TASK PROMPT => Only lines holding the word "data" are needed; copy each of them from the material.

RECORDS SUPPLIED =>
#[cfg(test)]
mod tests {
    use super::*;
    use rust_decimal_macros::dec;

    fn query(document: &str, amount: Money) -> EligibilityQuery {
        EligibilityQuery {
            document_number: document.to_string(),
            business_id: BusinessId::now_v7(),
            user_id: UserId::now_v7(),
            amount,
        }
    }

    #[tokio::test]
    async fn test_mock_window_sums_recent_usage_only() {
        let authority = MockAuthority::default();
        authority.seed_usage("AB123456", dec!(300), 2);
        authority.seed_usage("AB123456", dec!(249), 7);
        authority.seed_usage("AB123456", dec!(400), 9);
        authority.seed_usage("ZZ999999", dec!(999), 1);

        let verdict = authority
            .check_eligibility(&query("AB123456", dec!(450)))
            .await
            .unwrap();
        assert_eq!(verdict.amount_used, dec!(549));
        assert_eq!(verdict.amount_available, dec!(450));
        assert!(verdict.can_transfer);
        assert!(verdict.days_remaining >= 1);
        assert_eq!(authority.calls("check_eligibility"), 1);
    }

    #[tokio::test]
    async fn test_mock_failure_injection() {
        let authority = MockAuthority::default();
        authority.fail_next(
            "check_eligibility",
            AuthorityError::Unavailable {
                reason: "boom".to_string(),
            },
        );
        assert!(authority
            .check_eligibility(&query("AB123456", dec!(1)))
            .await
            .is_err());
        assert!(authority
            .check_eligibility(&query("AB123456", dec!(1)))
            .await
            .is_ok());

        authority.set_unavailable(true);
        assert!(authority.customers_by_business(BusinessId::now_v7()).await.is_err());
    }

    #[tokio::test]
    async fn test_mock_rpc_transport_round_trip() {
        let authority = Arc::new(MockAuthority::default());
        authority.seed_usage("AB123456", dec!(549), 1);
        let rpc = remitcap_api::RpcComplianceAuthority::new(Arc::new(MockRpcTransport::new(
            authority.clone(),
        )));

        let verdict = rpc
            .check_eligibility(&query("AB123456", dec!(500)))
            .await
            .unwrap();
        assert!(!verdict.can_transfer);
        assert_eq!(verdict.amount_available, dec!(450));
    }

    #[tokio::test]
    async fn test_mock_rpc_transport_serves_records() {
        let authority = Arc::new(MockAuthority::default());
        let rpc = remitcap_api::RpcComplianceAuthority::new(Arc::new(MockRpcTransport::new(
            authority.clone(),
        )));
        let business_id = fixtures::business_id();
        let data = NewCustomer {
            business_id,
            full_name: "Ana Ruiz".to_string(),
            document_number: "AB123456".to_string(),
            date_of_birth: None,
            email: None,
            phone: None,
            fiscal_code: None,
            address: None,
        };

        let created = rpc.create_customer(&data).await.unwrap();
        assert_eq!(created.document_number, "AB123456");
        assert_eq!(rpc.customer_by_id(created.customer_id).await.unwrap(), Some(created.clone()));
        assert_eq!(rpc.customer_by_id(CustomerId::now_v7()).await.unwrap(), None);
        assert_eq!(rpc.customers_by_business(business_id).await.unwrap(), vec![created]);
        assert_eq!(authority.calls("create_customer"), 1);
    }
}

RESULT OF THIS EXERCISE =>
        let data = NewCustomer {
        let created = rpc.create_customer(&data).await.unwrap();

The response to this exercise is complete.